Childhood trauma damages a child’s development and creates problems later on in adulthood. Know the impact ACEs can have on your family…
ACE’s are Adverse Childhood Experiences that harm children’s developing brains. The effects of the trauma appear decades later in adulthood. These experiences can cause chronic diseases, most mental illness, and violent occurrences. Some researchers consider childhood trauma to be the Nation’s No. 1 public health concern.
Examples of ACEs:
- Physical, sexual, and verbal abuse
- Physical and emotional neglect
- A family member who is
- Depressed or diagnosed with other mental illness;
- Addicted to alcohol or another substance;
- In prison
- Witnessing a mother being abused
- Losing a parent to separation, divorce, or other reason
What makes ACEs significant?
- ACEs are common – nearly 2/3s or 64% of adults have at least one.

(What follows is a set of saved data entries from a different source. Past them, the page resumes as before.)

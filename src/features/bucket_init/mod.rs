//! Object storage bootstrap
//!
//! Waits for MinIO to answer, then makes the artifact bucket usable by the
//! tracking server. Every step is idempotent so the job can rerun on each
//! deployment.

mod service;

pub use service::{BucketInitReport, BucketInitService};

use crate::core::config::{MinIOConfig, WaitConfig};
use crate::core::error::Result;

pub async fn run_from_env() -> Result<BucketInitReport> {
    let minio = MinIOConfig::from_env()?;
    let wait = WaitConfig::from_env()?;

    BucketInitService::new(minio, wait)?.run().await
}
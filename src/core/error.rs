use thiserror::Error;

#[derive(Debug, Error)]
pub enum AppError {
    #[error("Configuration error: {0}")]
    Config(String),

    #[error(
        "Invalid storage backend '{0}': expected one of local, file, filesystem, s3, minio"
    )]
    InvalidStorageBackend(String),

    #[error("Database error: {0}")]
    Database(#[from] sqlx::Error),

    #[error("Storage error: {0}")]
    Storage(String),

    #[error("External service error: {0}")]
    ExternalServiceError(String),

    #[error("{target} not ready after {attempts} attempts")]
    NotReady { target: String, attempts: u32 },

    #[error("Failed to launch '{program}': {source}")]
    Launch {
        program: String,
        #[source]
        source: std::io::Error,
    },

    #[error("Internal error: {0}")]
    Internal(String),
}

pub type Result<T> = std::result::Result<T, AppError>;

- They are the cause of adult onset of chronic disease, such as cancer and heart disease, as well as mental illness, violence and being a victim of violence.
- ACEs don’t occur alone… if you have one, there’s an 87% chance that you’ll then have two or more.

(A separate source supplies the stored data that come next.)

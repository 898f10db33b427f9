use std::env;
use std::path::Path;
use std::time::Duration;

use reqwest::Url;

use crate::core::error::{AppError, Result};
use crate::features::tracking_server::StorageBackend;
use crate::modules::storage::AnonymousAccess;
use crate::shared::validation::BUCKET_NAME_REGEX;

/// Load `.env` if present. Must run before the logger is installed so that
/// `RUST_LOG` from the file applies.
pub fn load_dotenv() {
    if let Err(e) = dotenvy::dotenv() {
        // Only report errors other than "file not found" - a missing .env is fine
        if !e.not_found() {
            eprintln!("Warning: Error loading .env file: {}", e);
        }
    }
}

/// Read a variable through `lookup`, treating blank values as unset.
fn read<F>(lookup: &F, key: &str) -> Option<String>
where
    F: Fn(&str) -> Option<String>,
{
    lookup(key)
        .map(|v| v.trim().to_string())
        .filter(|v| !v.is_empty())
}

fn require<F>(lookup: &F, key: &str) -> Result<String>
where
    F: Fn(&str) -> Option<String>,
{
    read(lookup, key)
        .ok_or_else(|| AppError::Config(format!("{} environment variable is required", key)))
}

fn parse_number<F, T>(lookup: &F, key: &str, default: T) -> Result<T>
where
    F: Fn(&str) -> Option<String>,
    T: std::str::FromStr + ToString,
{
    read(lookup, key)
        .unwrap_or_else(|| default.to_string())
        .parse::<T>()
        .map_err(|_| AppError::Config(format!("{} must be a valid number", key)))
}

pub(crate) fn parse_bool(key: &str, value: &str) -> Result<bool> {
    match value.trim().to_ascii_lowercase().as_str() {
        "1" | "true" | "yes" | "on" => Ok(true),
        "0" | "false" | "no" | "off" => Ok(false),
        other => Err(AppError::Config(format!(
            "{} must be a boolean (true/false), got '{}'",
            key, other
        ))),
    }
}

fn read_bool<F>(lookup: &F, key: &str) -> Result<Option<bool>>
where
    F: Fn(&str) -> Option<String>,
{
    read(lookup, key).map(|v| parse_bool(key, &v)).transpose()
}

fn env_lookup(key: &str) -> Option<String> {
    env::var(key).ok()
}

/// Settings for the `serve` subcommand
#[derive(Debug, Clone)]
pub struct ServerConfig {
    pub host: String,
    pub port: u16,
    pub workers: u32,
    /// Tracking server executable (resolved through PATH)
    pub binary: String,
    /// Connection string for the metadata store
    pub backend_store_uri: String,
    pub storage: StorageConfig,
    /// Proxy artifact uploads/downloads through the tracking server
    pub serve_artifacts: bool,
    pub wait_for_backend_store: bool,
    /// Appended after all generated flags
    pub extra_args: Vec<String>,
}

/// Artifact storage selection
#[derive(Debug, Clone, PartialEq, Eq)]
pub struct StorageConfig {
    pub backend: StorageBackend,
    /// `ARTIFACT_ROOT`, used verbatim when present
    pub artifact_root_override: Option<String>,
    pub local_artifact_dir: String,
}

/// MinIO/S3 settings shared by `init-buckets` and the s3 path of `serve`
#[derive(Debug, Clone)]
pub struct MinIOConfig {
    /// MinIO/S3 endpoint URL
    pub endpoint: String,
    /// Access key for authentication
    pub access_key: String,
    /// Secret key for authentication
    pub secret_key: String,
    /// Bucket holding tracking artifacts
    pub bucket: String,
    /// AWS region (for S3 compatibility)
    pub region: String,
    /// Anonymous access granted on the bucket
    pub anonymous_access: AnonymousAccess,
}

/// Bounded polling parameters
#[derive(Debug, Clone, Copy, PartialEq, Eq)]
pub struct WaitConfig {
    pub max_attempts: u32,
    pub interval: Duration,
}

#[derive(Debug, Clone)]
pub struct HealthcheckConfig {
    pub host: String,
    pub port: u16,
    pub path: String,
    pub timeout: Duration,
}

impl ServerConfig {
    const DEFAULT_HOST: &'static str = "0.0.0.0";
    const DEFAULT_PORT: u16 = 5000;
    const DEFAULT_WORKERS: u32 = 4;
    const DEFAULT_BINARY: &'static str = "mlflow";

    pub fn from_env() -> Result<Self> {
        Self::from_lookup(env_lookup)
    }

    pub fn from_lookup<F>(lookup: F) -> Result<Self>
    where
        F: Fn(&str) -> Option<String>,
    {
        let backend_store_uri = require(&lookup, "BACKEND_STORE_URI")?;

        let host = read(&lookup, "MLFLOW_HOST").unwrap_or_else(|| Self::DEFAULT_HOST.to_string());
        let port = read(&lookup, "MLFLOW_PORT")
            .unwrap_or_else(|| Self::DEFAULT_PORT.to_string())
            .parse::<u16>()
            .map_err(|e| AppError::Config(format!("Invalid MLFLOW_PORT: {}", e)))?;

        let workers = parse_number(&lookup, "MLFLOW_WORKERS", Self::DEFAULT_WORKERS)?;
        if workers == 0 {
            return Err(AppError::Config(
                "MLFLOW_WORKERS must be at least 1".to_string(),
            ));
        }

        let binary =
            read(&lookup, "MLFLOW_BIN").unwrap_or_else(|| Self::DEFAULT_BINARY.to_string());

        let storage = StorageConfig::from_lookup(&lookup)?;

        // Filesystem artifacts are unreachable for remote clients unless proxied
        let serve_artifacts = read_bool(&lookup, "MLFLOW_SERVE_ARTIFACTS")?
            .unwrap_or(storage.backend == StorageBackend::Local);

        let wait_for_backend_store =
            read_bool(&lookup, "WAIT_FOR_BACKEND_STORE")?.unwrap_or(false);

        let extra_args = read(&lookup, "MLFLOW_EXTRA_ARGS")
            .map(|s| s.split_whitespace().map(str::to_string).collect())
            .unwrap_or_default();

        Ok(Self {
            host,
            port,
            workers,
            binary,
            backend_store_uri,
            storage,
            serve_artifacts,
            wait_for_backend_store,
            extra_args,
        })
    }
}

impl StorageConfig {
    const DEFAULT_LOCAL_ARTIFACT_DIR: &'static str = "/mlflow/artifacts";

    fn from_lookup<F>(lookup: &F) -> Result<Self>
    where
        F: Fn(&str) -> Option<String>,
    {
        let backend = match read(lookup, "STORAGE_BACKEND") {
            Some(value) => value.parse::<StorageBackend>()?,
            None => StorageBackend::Local,
        };

        // Passed through untouched; only an all-blank value counts as unset
        let artifact_root_override =
            lookup("ARTIFACT_ROOT").filter(|v| !v.trim().is_empty());

        let local_artifact_dir = read(lookup, "LOCAL_ARTIFACT_DIR")
            .unwrap_or_else(|| Self::DEFAULT_LOCAL_ARTIFACT_DIR.to_string());
        if !Path::new(&local_artifact_dir).is_absolute() {
            return Err(AppError::Config(format!(
                "LOCAL_ARTIFACT_DIR must be an absolute path, got '{}'",
                local_artifact_dir
            )));
        }

        Ok(Self {
            backend,
            artifact_root_override,
            local_artifact_dir,
        })
    }
}

impl MinIOConfig {
    const DEFAULT_ENDPOINT: &'static str = "http://minio:9000";
    const DEFAULT_BUCKET: &'static str = "mlflow";
    const DEFAULT_REGION: &'static str = "us-east-1";

    pub fn from_env() -> Result<Self> {
        Self::from_lookup(env_lookup)
    }

    pub fn from_lookup<F>(lookup: F) -> Result<Self>
    where
        F: Fn(&str) -> Option<String>,
    {
        let endpoint = read(&lookup, "MINIO_ENDPOINT")
            .unwrap_or_else(|| Self::DEFAULT_ENDPOINT.to_string())
            .trim_end_matches('/')
            .to_string();
        let parsed = Url::parse(&endpoint)
            .map_err(|e| AppError::Config(format!("Invalid MINIO_ENDPOINT '{}': {}", endpoint, e)))?;
        if !matches!(parsed.scheme(), "http" | "https") || parsed.host_str().is_none() {
            return Err(AppError::Config(format!(
                "MINIO_ENDPOINT must be an http(s) URL with a host, got '{}'",
                endpoint
            )));
        }

        let access_key = require(&lookup, "MINIO_ACCESS_KEY")?;
        let secret_key = require(&lookup, "MINIO_SECRET_KEY")?;

        let bucket =
            read(&lookup, "MINIO_BUCKET").unwrap_or_else(|| Self::DEFAULT_BUCKET.to_string());
        if !BUCKET_NAME_REGEX.is_match(&bucket) {
            return Err(AppError::Config(format!(
                "MINIO_BUCKET '{}' is not a valid bucket name",
                bucket
            )));
        }

        let region =
            read(&lookup, "MINIO_REGION").unwrap_or_else(|| Self::DEFAULT_REGION.to_string());

        let anonymous_access = match read(&lookup, "MINIO_ANONYMOUS_ACCESS") {
            Some(value) => value.parse::<AnonymousAccess>()?,
            None => AnonymousAccess::Download,
        };

        Ok(Self {
            endpoint,
            access_key,
            secret_key,
            bucket,
            region,
            anonymous_access,
        })
    }

    /// Liveness endpoint exposed by MinIO
    pub fn live_url(&self) -> String {
        format!("{}/minio/health/live", self.endpoint)
    }
}

impl WaitConfig {
    const DEFAULT_MAX_ATTEMPTS: u32 = 30;
    const DEFAULT_INTERVAL_SECS: u64 = 2;

    pub fn from_env() -> Result<Self> {
        Self::from_lookup(env_lookup)
    }

    pub fn from_lookup<F>(lookup: F) -> Result<Self>
    where
        F: Fn(&str) -> Option<String>,
    {
        let max_attempts =
            parse_number(&lookup, "WAIT_MAX_ATTEMPTS", Self::DEFAULT_MAX_ATTEMPTS)?;
        if max_attempts == 0 {
            return Err(AppError::Config(
                "WAIT_MAX_ATTEMPTS must be at least 1".to_string(),
            ));
        }

        let interval_secs =
            parse_number(&lookup, "WAIT_INTERVAL_SECS", Self::DEFAULT_INTERVAL_SECS)?;

        Ok(Self {
            max_attempts,
            interval: Duration::from_secs(interval_secs),
        })
    }
}

impl HealthcheckConfig {
    const DEFAULT_HOST: &'static str = "127.0.0.1";
    const DEFAULT_PATH: &'static str = "/health";
    const DEFAULT_TIMEOUT_SECS: u64 = 5;

    pub fn from_env() -> Result<Self> {
        Self::from_lookup(env_lookup)
    }

    pub fn from_lookup<F>(lookup: F) -> Result<Self>
    where
        F: Fn(&str) -> Option<String>,
    {
        let host =
            read(&lookup, "HEALTHCHECK_HOST").unwrap_or_else(|| Self::DEFAULT_HOST.to_string());
        let port = parse_number(&lookup, "MLFLOW_PORT", ServerConfig::DEFAULT_PORT)?;

        let mut path =
            read(&lookup, "HEALTHCHECK_PATH").unwrap_or_else(|| Self::DEFAULT_PATH.to_string());
        if !path.starts_with('/') {
            path.insert(0, '/');
        }

        let timeout_secs =
            parse_number(&lookup, "HEALTHCHECK_TIMEOUT_SECS", Self::DEFAULT_TIMEOUT_SECS)?;

        Ok(Self {
            host,
            port,
            path,
            timeout: Duration::from_secs(timeout_secs),
        })
    }

    pub fn url(&self) -> String {
        format!("http://{}:{}{}", self.host, self.port, self.path)
    }
}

- The more ACEs you have, the greater the risk for chronic disease, mental illness, violence and being a victim of violence. Scores range from 0-10. Each type of trauma counts as one, no matter the frequency or times it occurred.
- ACEs are responsible for a big chunk of workplace absenteeism and for costs in health care, emergency response, mental health and criminal justice. Childhood adversity contributes to most of our major chronic health, mental health, economic health, and social health issues.